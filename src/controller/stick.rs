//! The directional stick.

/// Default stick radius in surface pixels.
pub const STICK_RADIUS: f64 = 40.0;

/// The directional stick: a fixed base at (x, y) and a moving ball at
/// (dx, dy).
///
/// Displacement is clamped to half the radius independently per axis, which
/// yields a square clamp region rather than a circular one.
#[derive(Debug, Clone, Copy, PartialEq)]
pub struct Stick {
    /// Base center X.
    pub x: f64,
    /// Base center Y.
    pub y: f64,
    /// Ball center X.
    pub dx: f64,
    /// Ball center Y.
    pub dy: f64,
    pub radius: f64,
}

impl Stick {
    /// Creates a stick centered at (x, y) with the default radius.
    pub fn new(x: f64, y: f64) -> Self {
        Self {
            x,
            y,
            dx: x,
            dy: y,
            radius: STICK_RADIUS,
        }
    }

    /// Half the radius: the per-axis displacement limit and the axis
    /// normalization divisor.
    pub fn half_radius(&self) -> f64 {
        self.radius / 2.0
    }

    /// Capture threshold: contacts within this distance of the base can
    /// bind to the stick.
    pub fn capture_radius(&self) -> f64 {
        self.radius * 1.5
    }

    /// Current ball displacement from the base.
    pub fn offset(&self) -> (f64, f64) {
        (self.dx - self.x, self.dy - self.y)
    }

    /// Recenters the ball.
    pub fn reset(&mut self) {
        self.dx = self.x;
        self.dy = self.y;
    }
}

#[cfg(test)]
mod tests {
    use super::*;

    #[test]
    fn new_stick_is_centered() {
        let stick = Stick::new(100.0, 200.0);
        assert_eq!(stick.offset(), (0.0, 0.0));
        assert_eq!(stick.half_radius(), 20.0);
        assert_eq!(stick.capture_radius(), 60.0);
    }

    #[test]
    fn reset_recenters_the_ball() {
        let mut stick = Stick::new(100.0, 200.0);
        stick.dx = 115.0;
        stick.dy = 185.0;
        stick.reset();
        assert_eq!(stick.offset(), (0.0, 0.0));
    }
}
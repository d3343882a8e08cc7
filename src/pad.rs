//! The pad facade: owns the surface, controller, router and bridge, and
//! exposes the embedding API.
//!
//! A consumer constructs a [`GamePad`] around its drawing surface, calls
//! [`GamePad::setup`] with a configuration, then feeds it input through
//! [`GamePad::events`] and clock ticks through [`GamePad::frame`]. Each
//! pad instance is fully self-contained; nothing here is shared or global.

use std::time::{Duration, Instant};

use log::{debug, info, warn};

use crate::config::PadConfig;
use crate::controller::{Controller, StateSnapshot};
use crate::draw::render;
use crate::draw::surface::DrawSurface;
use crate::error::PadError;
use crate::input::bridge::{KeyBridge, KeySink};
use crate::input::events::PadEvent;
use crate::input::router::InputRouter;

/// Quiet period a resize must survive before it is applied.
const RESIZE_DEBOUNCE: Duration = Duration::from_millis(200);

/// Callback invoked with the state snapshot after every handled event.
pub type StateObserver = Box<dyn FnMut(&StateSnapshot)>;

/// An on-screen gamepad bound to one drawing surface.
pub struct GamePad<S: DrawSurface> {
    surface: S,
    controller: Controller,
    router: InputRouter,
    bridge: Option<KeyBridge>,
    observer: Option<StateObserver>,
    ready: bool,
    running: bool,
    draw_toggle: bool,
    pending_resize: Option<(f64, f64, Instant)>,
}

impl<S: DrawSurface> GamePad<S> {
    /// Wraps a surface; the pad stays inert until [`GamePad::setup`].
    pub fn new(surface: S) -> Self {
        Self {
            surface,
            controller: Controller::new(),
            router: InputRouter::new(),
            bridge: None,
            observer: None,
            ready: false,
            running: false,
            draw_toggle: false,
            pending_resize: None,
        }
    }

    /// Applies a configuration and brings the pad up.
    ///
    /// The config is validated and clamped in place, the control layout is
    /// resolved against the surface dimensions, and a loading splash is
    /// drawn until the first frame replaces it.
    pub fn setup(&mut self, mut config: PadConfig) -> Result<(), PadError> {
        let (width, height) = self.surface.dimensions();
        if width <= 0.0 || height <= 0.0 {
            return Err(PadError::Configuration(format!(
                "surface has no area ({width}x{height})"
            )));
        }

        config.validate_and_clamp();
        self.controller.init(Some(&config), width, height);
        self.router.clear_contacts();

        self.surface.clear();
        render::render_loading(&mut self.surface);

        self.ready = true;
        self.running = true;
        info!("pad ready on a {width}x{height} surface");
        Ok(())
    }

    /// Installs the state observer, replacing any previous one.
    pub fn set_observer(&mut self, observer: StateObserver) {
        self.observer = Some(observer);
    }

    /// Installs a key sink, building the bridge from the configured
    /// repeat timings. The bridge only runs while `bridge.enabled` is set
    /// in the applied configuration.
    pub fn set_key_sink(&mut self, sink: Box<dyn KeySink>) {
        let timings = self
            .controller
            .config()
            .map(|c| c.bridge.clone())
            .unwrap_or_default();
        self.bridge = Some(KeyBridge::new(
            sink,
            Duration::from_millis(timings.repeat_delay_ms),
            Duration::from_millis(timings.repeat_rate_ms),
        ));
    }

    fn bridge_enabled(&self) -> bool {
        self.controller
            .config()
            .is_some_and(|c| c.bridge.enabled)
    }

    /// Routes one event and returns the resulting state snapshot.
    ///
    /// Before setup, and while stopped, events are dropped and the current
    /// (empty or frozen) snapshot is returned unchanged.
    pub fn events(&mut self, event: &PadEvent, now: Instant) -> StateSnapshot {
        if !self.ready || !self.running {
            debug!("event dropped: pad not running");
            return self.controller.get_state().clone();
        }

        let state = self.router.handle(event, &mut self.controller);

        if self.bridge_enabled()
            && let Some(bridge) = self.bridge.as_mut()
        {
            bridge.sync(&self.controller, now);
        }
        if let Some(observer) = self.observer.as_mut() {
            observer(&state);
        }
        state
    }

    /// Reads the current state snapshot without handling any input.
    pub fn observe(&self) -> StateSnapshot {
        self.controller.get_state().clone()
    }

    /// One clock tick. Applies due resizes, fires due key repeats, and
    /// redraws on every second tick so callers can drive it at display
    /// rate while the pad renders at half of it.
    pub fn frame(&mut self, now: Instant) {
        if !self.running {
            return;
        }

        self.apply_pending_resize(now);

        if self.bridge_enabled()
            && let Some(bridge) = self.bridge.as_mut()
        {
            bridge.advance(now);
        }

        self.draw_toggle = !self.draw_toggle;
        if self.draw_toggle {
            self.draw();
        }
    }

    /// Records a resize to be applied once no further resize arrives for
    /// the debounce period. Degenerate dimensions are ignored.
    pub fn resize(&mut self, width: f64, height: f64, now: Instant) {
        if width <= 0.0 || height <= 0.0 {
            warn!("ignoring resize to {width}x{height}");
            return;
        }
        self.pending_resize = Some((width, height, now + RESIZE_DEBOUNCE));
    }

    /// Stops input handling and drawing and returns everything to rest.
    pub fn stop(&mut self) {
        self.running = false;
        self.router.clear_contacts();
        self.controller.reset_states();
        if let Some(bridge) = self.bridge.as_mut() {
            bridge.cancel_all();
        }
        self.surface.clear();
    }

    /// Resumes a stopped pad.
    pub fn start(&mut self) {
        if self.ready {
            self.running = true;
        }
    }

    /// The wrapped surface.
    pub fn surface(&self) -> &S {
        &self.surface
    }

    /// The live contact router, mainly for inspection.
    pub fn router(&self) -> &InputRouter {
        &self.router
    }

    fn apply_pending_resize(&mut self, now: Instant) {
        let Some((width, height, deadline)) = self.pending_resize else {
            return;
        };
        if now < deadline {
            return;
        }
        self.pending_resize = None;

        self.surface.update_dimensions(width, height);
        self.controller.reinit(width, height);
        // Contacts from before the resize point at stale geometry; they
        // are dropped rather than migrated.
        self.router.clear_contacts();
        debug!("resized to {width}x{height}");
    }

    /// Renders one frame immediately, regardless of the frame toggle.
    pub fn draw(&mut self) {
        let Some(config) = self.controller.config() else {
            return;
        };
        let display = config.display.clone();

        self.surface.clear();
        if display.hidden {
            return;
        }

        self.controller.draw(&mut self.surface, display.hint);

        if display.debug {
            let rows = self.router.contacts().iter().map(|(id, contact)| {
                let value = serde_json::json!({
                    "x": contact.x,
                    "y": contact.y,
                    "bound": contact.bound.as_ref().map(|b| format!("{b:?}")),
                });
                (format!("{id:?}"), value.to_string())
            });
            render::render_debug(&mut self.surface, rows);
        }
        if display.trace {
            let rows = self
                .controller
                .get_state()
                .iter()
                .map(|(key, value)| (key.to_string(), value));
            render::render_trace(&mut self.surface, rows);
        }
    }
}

## DIRECTIONS
Starting at the first line of the records, print each line exactly, stopping after the line that contains "Ball center Y.".

## ANSWER
filename src/controller/stick.rs
//! The directional stick.

/// Default stick radius in surface pixels.
pub const STICK_RADIUS: f64 = 40.0;

/// The directional stick: a fixed base at (x, y) and a moving ball at
/// (dx, dy).
///
/// Displacement is clamped to half the radius independently per axis, which
/// yields a square clamp region rather than a circular one.
#[derive(Debug, Clone, Copy, PartialEq)]
pub struct Stick {
    /// Base center X.
    pub x: f64,
    /// Base center Y.
    pub y: f64,
    /// Ball center X.
    pub dx: f64,
    /// Ball center Y.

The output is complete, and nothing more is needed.